Blaze finished his examination. “You could have said you were a doctor.”

She put the phone on the counter and hugged her arms around herself. He could see her fighting the shock of everything that had happened. She might be a doctor, but she probably didn’t find herself on the business end of a robbery every day.

“Yes, well, you seemed determined. You okay, honey?” she asked the teenager.

Britney sniffed. “Yes. My ears are ringing though.”

“I think we’re all experiencing that, sweetie. Those shots were very loud. It’ll be better in a few minutes.”

Blaze stood and examined the area. The bullet had gone clean through the wall near the door jamb. Thank God the guy wasn’t any good at hitting what he targeted, or Clarence wouldn’t be alive.

Emma glanced at the gun on the counter. “How did you do that?”

“Do what?”

“You disarmed him so fast I didn’t see what you did.”

“I spent a few years in the Army. Learned a thing or two.”

He’d been a Delta Force operator before he’d joined the Hostile Operations Team. He’d more than learned a thing or two, but it wasn’t the kind of thing he talked about with most people. Even before he’d been ordered not to.

“That’s where you trained as a medic?”

“Yes.” He didn’t say more because that would likely open up a whole new spate of questions.

“Well, thank you for your service and for what you just did. I think he would have shot us all before he was through.” She still hugged herself, and he knew she was thinking about what could have happened.

“You’re welcome. Emma Sutton… You related to Doc Sutton?” He hoped to pull her attention from the grim possibilities, get her thinking about something else.

She nodded. “He’s my dad.”

“Blaze Connolly.” He held out a hand. “I’m renting one of the apartments over your dad’s office.”

She seemed to hesitate a second, then slipped her hand into his. Her skin was warm, soft, and a current of interest percolated inside him. Surprised him. She wasn’t what he usually went for. He liked a girly girl with painted nails, long silky hair, and hips he could grab onto while he rocked deep inside her body.

Emma Sutton was pretty in a nerdy way, not a sexy way.

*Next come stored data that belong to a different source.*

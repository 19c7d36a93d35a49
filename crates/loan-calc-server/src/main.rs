mod config;
mod error;
mod handler;

use actix_cors::Cors;
use actix_files::Files;
use actix_web::{http::header, middleware, web, App, HttpServer};
use tracing::{info, Level};

use crate::config::Config;
use crate::error::Error;

#[actix_web::main]
async fn main() -> Result<(), Error> {
    let subscriber = tracing_subscriber::fmt()
        .compact()
        .with_level(true)
        .with_max_level(Level::INFO)
        .finish();
    tracing::subscriber::set_global_default(subscriber)?;

    let config = Config::from_env()?;
    info!("listening on {}:{}", config.host, config.port);

    let bind_addr = (config.host.clone(), config.port);
    HttpServer::new(move || {
        let allowed = config.allowed_origins.clone();
        let cors_access_all = allowed.contains(&String::from("*"));
        let cors = Cors::default()
            .allowed_origin_fn(move |origin, _| {
                if cors_access_all {
                    return true;
                }
                if let Ok(origin) = origin.to_str() {
                    return allowed.contains(&origin.to_owned());
                }
                false
            })
            .allowed_methods(vec!["GET", "POST"])
            .allowed_headers(vec![header::ACCEPT, header::CONTENT_TYPE]);

        App::new()
            .wrap(cors)
            .wrap(middleware::Compress::default())
            .app_data(
                web::JsonConfig::default()
                    .limit(16 * 1024)
                    .error_handler(handler::json_error),
            )
            .service(handler::calculate)
            .service(handler::version)
            .service(Files::new("/", config.static_dir.clone()).index_file("index.html"))
    })
    .bind(bind_addr)?
    .run()
    .await?;

    Ok(())
}
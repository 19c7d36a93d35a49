use chrono::NaiveDate;
use pretty_assertions::assert_eq;
use rust_decimal::Decimal;
use rust_decimal_macros::dec;

use loan_calc_core::early_repayment::{EarlyRepayment, RepaymentStrategy};
use loan_calc_core::request::LoanRequest;
use loan_calc_core::schedule::calculate_loan;
use loan_calc_core::{LoanCalcError, LoanResult, MonthlyPayment, PaymentType};

fn start_date() -> NaiveDate {
    NaiveDate::from_ymd_opt(2025, 1, 15).unwrap()
}

fn base_request() -> LoanRequest {
    LoanRequest {
        loan_amount: dec!(1_000_000),
        term_years: 1,
        interest_rate: Some(dec!(12)),
        payment_type: PaymentType::Annuity,
        installment: false,
        early_repayments: Vec::new(),
        start_date: None,
    }
}

fn early(month: u32, amount: Decimal, repayment_type: RepaymentStrategy) -> EarlyRepayment {
    EarlyRepayment {
        month,
        amount,
        repayment_type,
    }
}

fn run(request: &LoanRequest) -> LoanResult {
    calculate_loan(request, start_date()).unwrap().result
}

// ===========================================================================
// Annuity scheme
// ===========================================================================

#[test]
fn annuity_reference_loan() {
    // 1,000,000 over 1 year at 12% => ~88,849/month, 12 equal rows.
    let result = run(&base_request());

    assert_eq!(result.payment_schedule.len(), 12);
    match result.monthly_payment {
        MonthlyPayment::Fixed(payment) => {
            assert!((payment - dec!(88_848.79)).abs() < dec!(1));
        }
        ref other => panic!("expected a fixed payment, got {other:?}"),
    }
    assert_eq!(
        result.payment_schedule.last().unwrap().remaining_balance,
        Decimal::ZERO
    );
}

#[test]
fn annuity_principal_sums_to_loan_amount() {
    let result = run(&base_request());

    let principal_paid: Decimal = result
        .payment_schedule
        .iter()
        .map(|row| row.principal_payment)
        .sum();
    assert!((principal_paid - dec!(1_000_000)).abs() <= dec!(1));
}

#[test]
fn totals_identity_holds_exactly() {
    let result = run(&base_request());

    let interest_paid: Decimal = result
        .payment_schedule
        .iter()
        .map(|row| row.interest_payment)
        .sum();
    assert_eq!(result.total_overpayment, interest_paid);
    assert_eq!(
        result.total_payment,
        dec!(1_000_000) + result.total_overpayment
    );
}

#[test]
fn balance_is_monotonically_non_increasing() {
    let result = run(&base_request());

    let mut previous = dec!(1_000_000);
    for row in &result.payment_schedule {
        assert!(row.remaining_balance <= previous);
        assert!(row.remaining_balance >= Decimal::ZERO);
        previous = row.remaining_balance;
    }
}

#[test]
fn required_income_reflects_the_policy_ratio() {
    let result = run(&base_request());

    let MonthlyPayment::Fixed(payment) = result.monthly_payment else {
        panic!("expected a fixed payment");
    };
    assert_eq!(
        result.required_income,
        (payment / loan_calc_core::affordability::MAX_PAYMENT_TO_INCOME).round_dp(2)
    );
}

// ===========================================================================
// Differentiated scheme
// ===========================================================================

#[test]
fn differentiated_principal_is_constant_and_payment_declines() {
    let mut request = base_request();
    request.payment_type = PaymentType::Differentiated;
    let result = run(&request);

    assert_eq!(result.payment_schedule.len(), 12);
    for row in &result.payment_schedule {
        assert!((row.principal_payment - dec!(83_333.33)).abs() <= dec!(0.01));
    }
    for pair in result.payment_schedule.windows(2) {
        assert!(pair[1].monthly_payment < pair[0].monthly_payment);
    }
}

#[test]
fn differentiated_quotes_the_payment_range() {
    let mut request = base_request();
    request.payment_type = PaymentType::Differentiated;
    let result = run(&request);

    let MonthlyPayment::Range { first, last } = result.monthly_payment else {
        panic!("expected a payment range");
    };
    assert_eq!(first, result.payment_schedule[0].monthly_payment);
    assert_eq!(
        last,
        result.payment_schedule.last().unwrap().monthly_payment
    );
    // The first payment carries the most interest and drives qualification.
    assert_eq!(result.required_income, (first / dec!(0.40)).round_dp(2));
}

// ===========================================================================
// Installment mode
// ===========================================================================

#[test]
fn installment_mode_accrues_no_interest() {
    let mut request = base_request();
    request.installment = true;
    request.interest_rate = None;
    request.loan_amount = dec!(1_200_000);
    let result = run(&request);

    assert_eq!(result.payment_schedule.len(), 12);
    for row in &result.payment_schedule {
        assert_eq!(row.interest_payment, Decimal::ZERO);
        assert_eq!(row.monthly_payment, dec!(100_000));
    }
    assert_eq!(result.total_overpayment, Decimal::ZERO);
    assert_eq!(result.total_payment, dec!(1_200_000));
}

// ===========================================================================
// Early repayments
// ===========================================================================

#[test]
fn reduce_term_shortens_the_schedule_and_keeps_the_payment() {
    let mut request = base_request();
    request.early_repayments = vec![early(6, dec!(100_000), RepaymentStrategy::ReduceTerm)];
    let result = run(&request);

    let rows = &result.payment_schedule;
    assert!(rows.len() < 12);
    assert_eq!(rows.last().unwrap().remaining_balance, Decimal::ZERO);

    // Every full payment, before and after the event, is the same amount;
    // only the closing partial payment differs.
    let fixed = rows[0].monthly_payment;
    for row in &rows[..rows.len() - 1] {
        assert_eq!(row.monthly_payment, fixed);
    }
}

#[test]
fn reduce_payment_keeps_the_term_and_lowers_the_payment() {
    let mut request = base_request();
    request.early_repayments = vec![early(6, dec!(100_000), RepaymentStrategy::ReducePayment)];
    let result = run(&request);

    let rows = &result.payment_schedule;
    assert_eq!(rows.len(), 12);
    assert!(rows[6].monthly_payment < rows[5].monthly_payment);
    // The new payment holds steady for the remainder of the term.
    assert_eq!(rows[6].monthly_payment, rows[10].monthly_payment);
    assert_eq!(rows.last().unwrap().remaining_balance, Decimal::ZERO);
}

#[test]
fn early_payoff_terminates_the_schedule_immediately() {
    let mut request = base_request();
    // More than the balance remaining after six payments would be rejected;
    // pay the schedule down with a large but valid amount instead.
    request.early_repayments = vec![early(6, dec!(514_000), RepaymentStrategy::ReduceTerm)];
    let result = run(&request);

    let rows = &result.payment_schedule;
    assert!(rows.len() <= 7);
    assert_eq!(rows.last().unwrap().remaining_balance, Decimal::ZERO);
}

#[test]
fn overshooting_the_balance_is_a_domain_error() {
    let mut request = base_request();
    request.early_repayments = vec![early(6, dec!(2_000_000), RepaymentStrategy::ReduceTerm)];

    let err = calculate_loan(&request, start_date()).unwrap_err();
    assert!(matches!(err, LoanCalcError::FinancialImpossibility(_)));
    assert!(!err.is_validation());
}

#[test]
fn unreached_events_surface_as_warnings() {
    let mut request = base_request();
    request.early_repayments = vec![
        early(3, dec!(700_000), RepaymentStrategy::ReduceTerm),
        early(11, dec!(10_000), RepaymentStrategy::ReduceTerm),
    ];
    let output = calculate_loan(&request, start_date()).unwrap();

    assert!(output.result.payment_schedule.len() < 11);
    assert_eq!(output.warnings.len(), 1);
    assert!(output.warnings[0].contains("month 11"));
}

// ===========================================================================
// Validation and serialization
// ===========================================================================

#[test]
fn invalid_request_produces_no_schedule() {
    let mut request = base_request();
    request.loan_amount = dec!(-5);

    let err = calculate_loan(&request, start_date()).unwrap_err();
    assert!(err.is_validation());
}

#[test]
fn result_serializes_to_the_wire_contract() {
    let result = run(&base_request());
    let value = serde_json::to_value(&result).unwrap();

    for field in [
        "monthly_payment",
        "total_overpayment",
        "total_payment",
        "required_income",
        "payment_schedule",
    ] {
        assert!(value.get(field).is_some(), "missing field {field}");
    }

    let row = &value["payment_schedule"][0];
    assert_eq!(row["payment_number"], 1);
    assert_eq!(row["payment_date"], "2025-02-15");
}
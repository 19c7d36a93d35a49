//! Client-facing request model: serde shapes, separator-tolerant numeric
//! parsing, and the validation pass that turns a raw request into
//! normalised computation terms.

use chrono::NaiveDate;
use rust_decimal::Decimal;
use serde::{Deserialize, Deserializer, Serialize};
use std::str::FromStr;

use crate::early_repayment::EarlyRepayment;
use crate::error::LoanCalcError;
use crate::types::{Money, PaymentType, Rate};
use crate::LoanCalcResult;

/// A loan computation request as submitted by a client.
#[derive(Debug, Clone, Serialize, Deserialize)]
pub struct LoanRequest {
    /// Principal, as a JSON number or a string with thousands separators.
    #[serde(deserialize_with = "flexible_decimal")]
    pub loan_amount: Money,
    pub term_years: u32,
    /// Annual rate in percent. May be omitted only in installment mode.
    #[serde(default, deserialize_with = "flexible_decimal_opt")]
    pub interest_rate: Option<Rate>,
    #[serde(default)]
    pub payment_type: PaymentType,
    /// Interest-free installment mode: the rate is normalised to zero.
    #[serde(default)]
    pub installment: bool,
    #[serde(default)]
    pub early_repayments: Vec<EarlyRepayment>,
    /// Anchor for the payment calendar; transport layers default it to today.
    #[serde(default, skip_serializing_if = "Option::is_none")]
    pub start_date: Option<NaiveDate>,
}

/// Validated and normalised input consumed by the schedule builder.
#[derive(Debug, Clone)]
pub struct LoanTerms {
    pub principal: Money,
    pub term_months: u32,
    /// Annual rate in percent; exactly zero in installment mode.
    pub annual_rate: Rate,
    pub scheme: PaymentType,
    /// Early repayments, stably sorted by month.
    pub events: Vec<EarlyRepayment>,
}

impl LoanRequest {
    /// Validate the request and normalise it into [`LoanTerms`].
    ///
    /// Validation short-circuits before any schedule computation.
    pub fn validate(&self) -> LoanCalcResult<LoanTerms> {
        if self.loan_amount <= Decimal::ZERO {
            return Err(invalid("loan_amount", "must be positive"));
        }
        if self.term_years == 0 {
            return Err(invalid("term_years", "must be at least one year"));
        }
        let term_months = self
            .term_years
            .checked_mul(12)
            .ok_or_else(|| invalid("term_years", "is out of range"))?;

        let annual_rate = if self.installment {
            Decimal::ZERO
        } else {
            match self.interest_rate {
                None => {
                    return Err(invalid(
                        "interest_rate",
                        "required unless installment mode is selected",
                    ))
                }
                Some(rate) if rate < Decimal::ZERO => {
                    return Err(invalid("interest_rate", "cannot be negative"))
                }
                Some(rate) if rate.is_zero() => {
                    return Err(invalid(
                        "interest_rate",
                        "a zero rate is only valid in installment mode",
                    ))
                }
                Some(rate) => rate,
            }
        };

        for event in &self.early_repayments {
            if event.month == 0 {
                return Err(invalid("early_repayments", "month must be at least 1"));
            }
            if event.amount <= Decimal::ZERO {
                return Err(invalid("early_repayments", "amount must be positive"));
            }
            if event.month > term_months {
                return Err(invalid(
                    "early_repayments",
                    &format!(
                        "month {} exceeds the {}-month term",
                        event.month, term_months
                    ),
                ));
            }
        }

        let mut events = self.early_repayments.clone();
        events.sort_by_key(|event| event.month);

        Ok(LoanTerms {
            principal: self.loan_amount,
            term_months,
            annual_rate,
            scheme: self.payment_type,
            events,
        })
    }
}

fn invalid(field: &str, reason: &str) -> LoanCalcError {
    LoanCalcError::InvalidInput {
        field: field.into(),
        reason: reason.into(),
    }
}

/// Accept a decimal as a JSON number or as a string, stripping the
/// formatting characters clients tend to leave in ("1 000 000", "1,000,000").
pub(crate) fn flexible_decimal<'de, D>(deserializer: D) -> Result<Decimal, D::Error>
where
    D: Deserializer<'de>,
{
    use serde::de::Error;

    #[derive(Deserialize)]
    #[serde(untagged)]
    enum Raw {
        Number(Decimal),
        Text(String),
    }

    match Raw::deserialize(deserializer)? {
        Raw::Number(value) => Ok(value),
        Raw::Text(text) => {
            let cleaned: String = text
                .chars()
                .filter(|c| !matches!(c, ' ' | ',' | '_' | '\u{a0}'))
                .collect();
            Decimal::from_str(&cleaned)
                .map_err(|_| Error::custom(format!("invalid decimal value: {text:?}")))
        }
    }
}

pub(crate) fn flexible_decimal_opt<'de, D>(deserializer: D) -> Result<Option<Decimal>, D::Error>
where
    D: Deserializer<'de>,
{
    #[derive(Deserialize)]
    struct Wrapper(#[serde(deserialize_with = "flexible_decimal")] Decimal);

    Ok(Option::<Wrapper>::deserialize(deserializer)?.map(|wrapper| wrapper.0))
}
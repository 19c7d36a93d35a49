use serde_json::Value;

/// Print just the key answer value from the output.
///
/// Heuristic: look for well-known result fields in order of priority,
/// then fall back to the first field in the result object.
pub fn print_minimal(value: &Value) {
    // Try to extract the "result" envelope
    let result_obj = value
        .as_object()
        .and_then(|m| m.get("result"))
        .unwrap_or(value);

    // Priority list of key output fields
    let priority_keys = [
        "monthly_payment",
        "total_payment",
        "total_overpayment",
        "required_income",
    ];

    if let Value::Object(map) = result_obj {
        // Try priority keys first (skip null values)
        for key in &priority_keys {
            if let Some(val) = map.get(*key) {
                if !val.is_null() {
                    println!("{}", format_minimal(val));
                    return;
                }
            }
        }

        // Fall back to first field
        if let Some((key, val)) = map.iter().next() {
            println!("{}: {}", key, format_minimal(val));
            return;
        }
    }

    // Not an object, just print directly
    println!("{}", format_minimal(result_obj));
}

fn format_minimal(value: &Value) -> String {
    match value {
        Value::String(s) => s.clone(),
        Value::Number(n) => n.to_string(),
        Value::Bool(b) => b.to_string(),
        Value::Null => "null".to_string(),
        _ => serde_json::to_string(value).unwrap_or_default(),
    }
}
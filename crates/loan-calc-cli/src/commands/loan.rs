use chrono::{NaiveDate, Utc};
use clap::{Args, ValueEnum};
use rust_decimal::Decimal;
use serde_json::Value;

use loan_calc_core::request::LoanRequest;
use loan_calc_core::schedule::calculate_loan;
use loan_calc_core::{affordability, annuity, rates, PaymentType};

use crate::input;

/// Payment scheme selector for the command line.
#[derive(Debug, Clone, Copy, ValueEnum)]
pub enum SchemeArg {
    Annuity,
    Differentiated,
}

impl From<SchemeArg> for PaymentType {
    fn from(scheme: SchemeArg) -> Self {
        match scheme {
            SchemeArg::Annuity => PaymentType::Annuity,
            SchemeArg::Differentiated => PaymentType::Differentiated,
        }
    }
}

/// Arguments for a full schedule computation
#[derive(Args)]
pub struct CalculateArgs {
    /// Path to JSON input file (overrides individual flags; early
    /// repayments can only be declared this way)
    #[arg(long)]
    pub input: Option<String>,

    /// Principal amount
    #[arg(long)]
    pub amount: Option<Decimal>,

    /// Term in years
    #[arg(long)]
    pub term_years: Option<u32>,

    /// Annual interest rate in percent
    #[arg(long)]
    pub rate: Option<Decimal>,

    /// Payment scheme
    #[arg(long, value_enum)]
    pub payment_type: Option<SchemeArg>,

    /// Interest-free installment plan (the rate may be omitted)
    #[arg(long)]
    pub installment: bool,

    /// Anchor date for the payment calendar (YYYY-MM-DD); defaults to today
    #[arg(long)]
    pub start_date: Option<NaiveDate>,
}

/// Arguments for a bare payment quote
#[derive(Args)]
pub struct PaymentArgs {
    /// Principal amount
    #[arg(long)]
    pub amount: Decimal,

    /// Term in years
    #[arg(long)]
    pub term_years: u32,

    /// Annual interest rate in percent (omit for an interest-free plan)
    #[arg(long)]
    pub rate: Option<Decimal>,
}

pub fn run_calculate(args: CalculateArgs) -> Result<Value, Box<dyn std::error::Error>> {
    let request: LoanRequest = if let Some(ref path) = args.input {
        input::file::read_json(path)?
    } else if let Some(data) = input::stdin::read_stdin()? {
        serde_json::from_value(data)?
    } else {
        LoanRequest {
            loan_amount: args
                .amount
                .ok_or("--amount is required (or provide --input)")?,
            term_years: args
                .term_years
                .ok_or("--term-years is required (or provide --input)")?,
            interest_rate: args.rate,
            payment_type: args.payment_type.unwrap_or(SchemeArg::Annuity).into(),
            installment: args.installment,
            early_repayments: Vec::new(),
            start_date: None,
        }
    };

    let start_date = args
        .start_date
        .or(request.start_date)
        .unwrap_or_else(|| Utc::now().date_naive());

    let result = calculate_loan(&request, start_date)?;
    Ok(serde_json::to_value(result)?)
}

pub fn run_payment(args: PaymentArgs) -> Result<Value, Box<dyn std::error::Error>> {
    let term_months = args
        .term_years
        .checked_mul(12)
        .ok_or("--term-years is out of range")?;
    let monthly_rate = rates::monthly_rate(args.rate.unwrap_or_default());

    let payment = annuity::annuity_payment(args.amount, monthly_rate, term_months)?.round_dp(2);

    Ok(serde_json::json!({
        "monthly_payment": payment,
        "required_income": affordability::required_income(payment),
    }))
}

“Nice to meet you.” She dropped his hand like it stung, then tucked hers against her side again.

Not the reaction he’d expected after the one he’d felt in response to her. Then again, maybe he didn’t know shit anymore. Maybe his instincts were fucked up beyond repair. If they were better, he’d have stopped the gunman before the first shot was fired. Before Clarence walked into the middle of an ambush.

Blaze swallowed, clenching and unclenching his left fist at his side. Grounding himself.

Clarence hadn’t walked into an ambush. This wasn’t Afghanistan. He wasn’t operating in the high desert with his team.

What happened here had nothing to do with there. The kid had been startled when Clarence walked in, and he’d fired. Wildly, thank heavens. Then Blaze did what he was trained to do and stopped the bad guy.

Nobody was bleeding out on the desert floor while he frantically called for air support. He wasn’t going to lose anybody today.

“Are you okay?” Emma asked. “Did you strain yourself disarming him?”

It took him a full three seconds before indignation roared to life and drowned out the memories. Maybe thirty-eight felt like forty-eight some mornings, but damn, did he look like he was ready for the grave?

“I’m in peak physical condition. I didn’t strain anything.”

She dropped her gaze to his fist. “I was just wondering.”

“Nothing to wonder.”

Sirens shattered the air as emergency crews hurtled toward the gas station. Blaze dug into his pocket for his pistol permit and took his weapon from the holster at his back. He ejected the magazine and placed everything on the counter, added the knife from his boot, then stepped away so the cops would know he was carrying and licensed.

A line had formed on Emma’s forehead as she stared at him. Before he could ask her what the problem was, cars skidded into the parking lot, sirens cut off mid-scream, and cops boiled through the door.